[Collected data entries]
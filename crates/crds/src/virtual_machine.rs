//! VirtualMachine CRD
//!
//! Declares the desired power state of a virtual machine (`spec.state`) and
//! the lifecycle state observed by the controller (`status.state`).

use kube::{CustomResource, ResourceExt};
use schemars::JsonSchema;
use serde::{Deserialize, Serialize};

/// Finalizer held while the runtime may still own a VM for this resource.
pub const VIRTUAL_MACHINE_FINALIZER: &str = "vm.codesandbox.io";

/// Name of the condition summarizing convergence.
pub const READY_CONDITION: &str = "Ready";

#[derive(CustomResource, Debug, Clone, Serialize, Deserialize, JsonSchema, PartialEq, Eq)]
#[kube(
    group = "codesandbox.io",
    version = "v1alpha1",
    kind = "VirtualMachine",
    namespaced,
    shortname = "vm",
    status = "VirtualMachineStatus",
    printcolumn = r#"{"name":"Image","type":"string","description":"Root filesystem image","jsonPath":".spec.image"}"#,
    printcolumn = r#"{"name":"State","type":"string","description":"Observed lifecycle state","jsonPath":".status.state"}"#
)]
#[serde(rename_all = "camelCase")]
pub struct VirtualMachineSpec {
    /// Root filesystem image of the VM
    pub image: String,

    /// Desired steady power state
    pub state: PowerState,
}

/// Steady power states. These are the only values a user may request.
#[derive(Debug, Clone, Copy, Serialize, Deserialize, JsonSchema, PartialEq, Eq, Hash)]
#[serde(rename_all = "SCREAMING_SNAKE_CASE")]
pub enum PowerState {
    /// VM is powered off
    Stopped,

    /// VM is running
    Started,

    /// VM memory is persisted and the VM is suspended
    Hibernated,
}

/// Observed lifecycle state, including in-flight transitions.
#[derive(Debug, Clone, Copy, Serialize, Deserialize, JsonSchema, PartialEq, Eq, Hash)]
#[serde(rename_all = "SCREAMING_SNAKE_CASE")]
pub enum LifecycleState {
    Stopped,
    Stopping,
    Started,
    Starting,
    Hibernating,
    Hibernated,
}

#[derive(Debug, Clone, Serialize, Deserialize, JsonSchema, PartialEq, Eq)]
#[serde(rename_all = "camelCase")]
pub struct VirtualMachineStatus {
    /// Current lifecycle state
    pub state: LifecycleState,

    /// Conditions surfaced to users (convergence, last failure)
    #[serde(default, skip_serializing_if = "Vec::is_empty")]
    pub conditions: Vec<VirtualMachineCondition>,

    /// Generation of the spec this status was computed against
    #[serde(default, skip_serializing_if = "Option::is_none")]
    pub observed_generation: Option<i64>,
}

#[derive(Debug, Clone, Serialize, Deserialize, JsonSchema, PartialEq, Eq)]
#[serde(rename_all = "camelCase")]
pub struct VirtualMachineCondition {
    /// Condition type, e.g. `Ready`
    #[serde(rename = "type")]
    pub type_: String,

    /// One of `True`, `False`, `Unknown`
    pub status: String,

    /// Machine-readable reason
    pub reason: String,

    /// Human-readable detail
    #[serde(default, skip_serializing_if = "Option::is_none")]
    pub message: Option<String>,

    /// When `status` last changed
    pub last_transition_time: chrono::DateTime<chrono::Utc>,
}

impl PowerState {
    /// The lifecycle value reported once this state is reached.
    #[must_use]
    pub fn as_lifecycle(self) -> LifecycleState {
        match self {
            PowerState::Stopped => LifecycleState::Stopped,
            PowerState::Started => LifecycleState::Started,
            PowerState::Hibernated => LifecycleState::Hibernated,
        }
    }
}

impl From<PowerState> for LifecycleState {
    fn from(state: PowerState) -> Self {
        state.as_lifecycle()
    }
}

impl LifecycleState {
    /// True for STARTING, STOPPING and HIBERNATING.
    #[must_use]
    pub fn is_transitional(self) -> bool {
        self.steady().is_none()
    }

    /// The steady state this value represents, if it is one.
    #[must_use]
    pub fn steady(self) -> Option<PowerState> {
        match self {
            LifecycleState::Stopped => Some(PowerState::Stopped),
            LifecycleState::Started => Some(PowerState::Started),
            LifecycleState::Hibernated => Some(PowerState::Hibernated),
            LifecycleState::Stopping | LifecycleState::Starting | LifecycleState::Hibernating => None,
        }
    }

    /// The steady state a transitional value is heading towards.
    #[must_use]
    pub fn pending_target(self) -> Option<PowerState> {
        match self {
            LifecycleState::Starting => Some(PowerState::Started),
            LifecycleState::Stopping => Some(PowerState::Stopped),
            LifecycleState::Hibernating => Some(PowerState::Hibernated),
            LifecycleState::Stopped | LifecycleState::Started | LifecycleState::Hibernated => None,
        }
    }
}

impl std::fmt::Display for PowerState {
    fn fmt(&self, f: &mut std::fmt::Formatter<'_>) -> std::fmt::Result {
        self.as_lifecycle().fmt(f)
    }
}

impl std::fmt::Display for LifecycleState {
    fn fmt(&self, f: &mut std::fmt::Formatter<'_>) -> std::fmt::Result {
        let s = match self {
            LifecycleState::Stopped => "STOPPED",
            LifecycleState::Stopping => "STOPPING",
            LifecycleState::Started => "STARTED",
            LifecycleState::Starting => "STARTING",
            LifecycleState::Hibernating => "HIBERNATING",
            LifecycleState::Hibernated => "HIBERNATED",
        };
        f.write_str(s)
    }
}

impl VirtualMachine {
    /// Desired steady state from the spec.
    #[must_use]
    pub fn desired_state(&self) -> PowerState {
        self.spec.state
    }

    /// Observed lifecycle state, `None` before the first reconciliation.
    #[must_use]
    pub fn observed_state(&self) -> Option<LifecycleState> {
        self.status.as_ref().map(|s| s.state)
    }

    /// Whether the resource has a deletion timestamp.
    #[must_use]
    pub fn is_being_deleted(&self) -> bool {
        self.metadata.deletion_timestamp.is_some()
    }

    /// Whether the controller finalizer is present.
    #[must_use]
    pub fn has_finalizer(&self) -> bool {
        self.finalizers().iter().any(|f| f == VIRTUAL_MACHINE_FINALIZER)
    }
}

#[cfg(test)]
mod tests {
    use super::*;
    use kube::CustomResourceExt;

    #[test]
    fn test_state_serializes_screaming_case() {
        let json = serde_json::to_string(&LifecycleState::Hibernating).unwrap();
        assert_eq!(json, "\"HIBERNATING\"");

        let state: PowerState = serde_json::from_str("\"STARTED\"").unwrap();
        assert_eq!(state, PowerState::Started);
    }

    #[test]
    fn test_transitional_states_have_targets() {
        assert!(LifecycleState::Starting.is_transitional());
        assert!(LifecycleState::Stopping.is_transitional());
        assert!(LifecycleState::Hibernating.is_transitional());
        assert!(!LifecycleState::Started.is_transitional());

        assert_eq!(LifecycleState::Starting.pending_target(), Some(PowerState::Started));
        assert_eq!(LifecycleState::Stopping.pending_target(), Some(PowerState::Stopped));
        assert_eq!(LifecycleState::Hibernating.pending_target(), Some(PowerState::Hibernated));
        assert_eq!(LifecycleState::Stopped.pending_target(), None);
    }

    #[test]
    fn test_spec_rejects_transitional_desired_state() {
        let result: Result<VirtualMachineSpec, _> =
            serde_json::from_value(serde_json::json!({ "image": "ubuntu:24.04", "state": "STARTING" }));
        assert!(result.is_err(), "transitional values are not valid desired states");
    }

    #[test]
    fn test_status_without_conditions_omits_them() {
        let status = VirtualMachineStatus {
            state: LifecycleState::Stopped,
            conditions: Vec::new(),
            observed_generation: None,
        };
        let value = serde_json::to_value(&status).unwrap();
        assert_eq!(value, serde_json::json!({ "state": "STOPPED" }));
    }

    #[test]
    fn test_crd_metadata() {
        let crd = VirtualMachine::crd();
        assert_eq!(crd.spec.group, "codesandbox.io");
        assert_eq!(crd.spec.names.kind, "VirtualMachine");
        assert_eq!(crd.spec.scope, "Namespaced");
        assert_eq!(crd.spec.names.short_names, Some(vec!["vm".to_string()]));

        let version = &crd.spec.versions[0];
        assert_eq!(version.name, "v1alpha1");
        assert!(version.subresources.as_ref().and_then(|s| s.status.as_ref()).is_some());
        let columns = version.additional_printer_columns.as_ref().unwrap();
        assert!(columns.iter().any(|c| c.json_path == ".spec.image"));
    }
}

** EXERCISE PROMPT **
Only lines containing the string "kind" are needed. Pull each of them out of the records above.

** SOLVED EXERCISE **
    kind = "VirtualMachine",
        assert_eq!(crd.spec.names.kind, "VirtualMachine");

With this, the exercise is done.